Challenge the students to answer the question: “How many things can you think of that we use artificial satellites for?”.

Satellite examples could include weather observations (monitoring weather and climate), TV broadcast, telecommunications, scientific research, environmental monitoring, surveillance (spying!/military intelligence), astronomical (telescopes and measurements from outside our atmosphere), navigational (e.g.GPS)

Lesson resources

PDF document containing the starter question

Main Body

Recap to allow students to remember what a satellite is.

Get students to try making their own satellite using the template supplied.

Meteorology from space
Satellites have been used for weather observations since 1959 when Vanguard 2 was launched.

Types of Satellite
There are two types of satellite orbit; polar orbiting and geostationary. Both are useful for meteorology and other things.

Make your own satellite

Artificial satellites slideshow.

Plenary

Get students to use the artificial satellites worksheet to demonstrate they understand the differences between polar orbiting and geostationary satellites.

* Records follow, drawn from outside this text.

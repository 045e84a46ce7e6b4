//! Recursive key case conversion for JSON payloads.
//!
//! The remote API speaks `snake_case`. Callers usually work with a different
//! convention, so every outgoing payload is rewritten to [`KeyCase::Snake`]
//! and every incoming payload back to the caller's [`KeyCase`].

use convert_case::{Case, Casing};
use serde_json::{Map, Value};

/// Key naming convention applied by [`transform_keys`].
#[derive(Clone, Copy, Debug, Default, PartialEq, Eq)]
pub enum KeyCase {
    /// `snake_case`, the wire convention.
    Snake,
    /// `camelCase`.
    #[default]
    Camel,
    /// Leave keys as they are.
    Preserve,
}

impl KeyCase {
    /// Convert a single key to this convention.
    pub fn apply(&self, key: &str) -> String {
        match self {
            KeyCase::Snake => key.to_case(Case::Snake),
            KeyCase::Camel => key.to_case(Case::Camel),
            KeyCase::Preserve => key.to_owned(),
        }
    }

    /// Rewrite every key of `value` to this convention.
    ///
    /// Collection endpoints answer with a top-level array, so unlike
    /// [`transform_keys`] this also rewrites the mappings inside a top-level
    /// array.
    pub fn transform(&self, value: Value) -> Value {
        let f = |key: &str| self.apply(key);
        match (self, value) {
            (KeyCase::Preserve, value) => value,
            (_, Value::Array(items)) => Value::Array(
                items
                    .into_iter()
                    .map(|item| transform_keys_owned(item, &f))
                    .collect(),
            ),
            (_, value) => transform_keys_owned(value, &f),
        }
    }
}

/// Rewrite every mapping key in `value` with `f`.
///
/// A mapping gets every key passed through `f` and every value transformed
/// recursively; arrays nested inside a mapping are visited element-wise and
/// keep their order. Any other top-level value, an array included, comes
/// back unchanged. The input is left untouched.
///
/// # Example
///
/// ```
/// use masto_gateway_core::transform_keys;
/// use serde_json::json;
///
/// let value = json!({"a": {"b": [{"c": 1}]}});
/// let upper = transform_keys(&value, &|k: &str| k.to_uppercase());
/// assert_eq!(upper, json!({"A": {"B": [{"C": 1}]}}));
///
/// let list = json!([{"c": 1}]);
/// assert_eq!(transform_keys(&list, &|k: &str| k.to_uppercase()), list);
/// ```
pub fn transform_keys<F>(value: &Value, f: &F) -> Value
where
    F: Fn(&str) -> String,
{
    transform_keys_owned(value.clone(), f)
}

/// Owned variant of [`transform_keys`] that reuses the input allocation.
pub fn transform_keys_owned<F>(value: Value, f: &F) -> Value
where
    F: Fn(&str) -> String,
{
    match value {
        Value::Object(map) => Value::Object(transform_map(map, f)),
        other => other,
    }
}

fn transform_map<F>(map: Map<String, Value>, f: &F) -> Map<String, Value>
where
    F: Fn(&str) -> String,
{
    let mut out = Map::with_capacity(map.len());
    for (key, value) in map {
        out.insert(f(&key), transform_nested(value, f));
    }
    out
}

fn transform_nested<F>(value: Value, f: &F) -> Value
where
    F: Fn(&str) -> String,
{
    match value {
        Value::Object(map) => Value::Object(transform_map(map, f)),
        Value::Array(items) => Value::Array(items.into_iter().map(|item| transform_nested(item, f)).collect()),
        scalar => scalar,
    }
}
//! HTTP and WebSocket gateway for Mastodon-compatible servers.
//!
//! This crate is the transport core of a Mastodon API client: it turns
//! logical calls (verb, path, payload) into HTTP exchanges, normalizes
//! responses, and exposes link-paginated collections and streaming events.
//!
//! ## Features
//!
//! - GET/POST/PUT/PATCH/DELETE calls with JSON, multipart or raw bodies
//! - Key convention translation (`camelCase` in Rust, `snake_case` on the wire)
//! - Classified errors for the statuses the API documents
//! - Version gates for operations tied to a server version range
//! - Cursors over `Link`-paginated collections
//! - Typed event streams over WebSocket
//!
//! ## Example
//!
//! ```ignore
//! use masto_gateway::{Gateway, LoginParams};
//! use serde_json::{Value, json};
//!
//! // Discover the version and streaming URL from the instance
//! let gateway = Gateway::login(LoginParams::new("https://mastodon.social").access_token("token")).await?;
//!
//! let account = gateway
//!     .get::<Value, _>("/api/v1/accounts/verify_credentials", &())
//!     .await?;
//! println!("{}", account["displayName"]);
//!
//! let status = gateway
//!     .post::<Value, _>("/api/v1/statuses", &json!({"status": "hello", "inReplyToId": null}))
//!     .await?;
//! ```
//!
//! ## Pagination
//!
//! ```ignore
//! use masto_gateway::PageDirective;
//!
//! let mut followers = gateway.paginate::<Vec<Value>, _>("/api/v1/accounts/1/followers", &())?;
//! while let Some(page) = followers.next_page().await? {
//!     println!("{} accounts", page.len());
//! }
//!
//! // Back to the first page
//! followers.advance(Some(PageDirective::Reset)).await?;
//! ```
//!
//! ## Streaming
//!
//! ```ignore
//! use futures::StreamExt;
//!
//! let mut events = gateway
//!     .stream::<Value, _>("/api/v1/streaming", &json!({"stream": "public"}))
//!     .await?;
//! while let Some(event) = events.next().await {
//!     println!("{:?}", event?);
//! }
//! ```
//!
//! ## Errors
//!
//! Every operation returns [`GatewayError`]. Statuses 401, 403, 404, 409,
//! 410, 422 and 429 become [`GatewayError::Api`] with an [`ErrorKind`] and
//! the server's message. Any other failed status comes back as
//! [`GatewayError::Http`] with the response untouched. Nothing is retried.
//!
//! ## Custom Transports
//!
//! The gateway runs on any [`Transport`], a `tower::Service` from
//! `http::Request<TransportBody>` to `http::Response<Bytes>`. The default is
//! [`HyperTransport`]. Tests can plug in `tower::service_fn`.
//!
//! ## Configuration
//!
//! [`GatewayBuilder::from_env`] reads:
//!
//! | Variable | Description |
//! |----------|-------------|
//! | `MASTO_URI` | Instance URI (required) |
//! | `MASTO_STREAMING_URI` | Streaming API URI |
//! | `MASTO_ACCESS_TOKEN` | Bearer token |
//! | `MASTO_VERSION` | Server version |
//! | `MASTO_TIMEOUT_SECS` | Default request timeout |
//!
//! ## Feature Flags
//!
//! | Feature | Description | Dependencies |
//! |---------|-------------|--------------|
//! | `tls-native-roots` (default) | Trust the platform's root certificates | `rustls-native-certs` |
//! | `tls-webpki-roots` | Trust the Mozilla root set | `webpki-roots` |
//! | `tracing` | Spans for requests, events for pagination and streams | `tracing` |
//!
//! When `tracing` is enabled, each request creates a `gateway.request` span with:
//! - `http.method`: Request verb
//! - `url.path`: Path as given by the caller
//! - `otel.kind`: "client"

mod builder;
mod client;
pub mod config;
mod error;
mod options;
pub mod paginate;
pub mod request;
pub mod response;
pub mod streaming;
pub mod transport;

pub use builder::{
    ENV_ACCESS_TOKEN, ENV_STREAMING_URI, ENV_TIMEOUT_SECS, ENV_URI, ENV_VERSION, GatewayBuilder,
    LoginParams,
};
pub use client::{Gateway, INSTANCE_PATH};
pub use config::GatewayConfig;
pub use error::GatewayError;
pub use options::CallOptions;

pub use paginate::{PageDirective, PageState, Paginator};
pub use request::RequestDescriptor;
pub use request::encoder::{APPLICATION_JSON, MULTIPART_FORM_DATA};
pub use response::{GatewayResponse, Metadata};
pub use streaming::{EventStream, SUBPROTOCOL_TOKEN_SINCE};

// Re-export transport types at the top level for convenience
pub use transport::{HyperTransport, HyperTransportBuilder, Transport, TransportBody};

// Re-export core types that users need
pub use masto_gateway_core::{
    ApiError, Available, ErrorKind, Gated, KeyCase, VersionError, VersionRange, Versioned,
    available, flatten, flatten_with_prefix, guard, next_link, parse_version, transform_keys,
    unflatten,
};

pub use bytes::Bytes;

Artificial satellites worksheet

Web page reproduced with the kind permission of the Met Office.

Have a look at our ‘Watching the Earth‘ resources.

Satellites

satellites
Fig 1: The current global satellite network.

satellites above the earthSatellites provide a huge variety of information. They carry instruments that relay telecommunications signals (telephone messages, TV pictures, emergency messages from ships and aircraft, etc.), help in navigation, measure changes in vegetation or movements in the earth’s surface and observe the atmosphere. Those that observe the atmosphere are known as weather satellites and the information they provide is used by weather forecasters, as well as others with an interest in the weather. Most people are now familiar with the pictures that are shown on the TV Weather Forecast, but there are other types of observation being made in the atmosphere.

The first successful weather satellite was called TIROS1 and was launched on 1 April 1960. The subsequent launch of other observing systems has resulted in the creation of an imaging network on a truly global scale. Information is now available for inhospitable land areas and the oceans, where weather data were previously largely unavailable.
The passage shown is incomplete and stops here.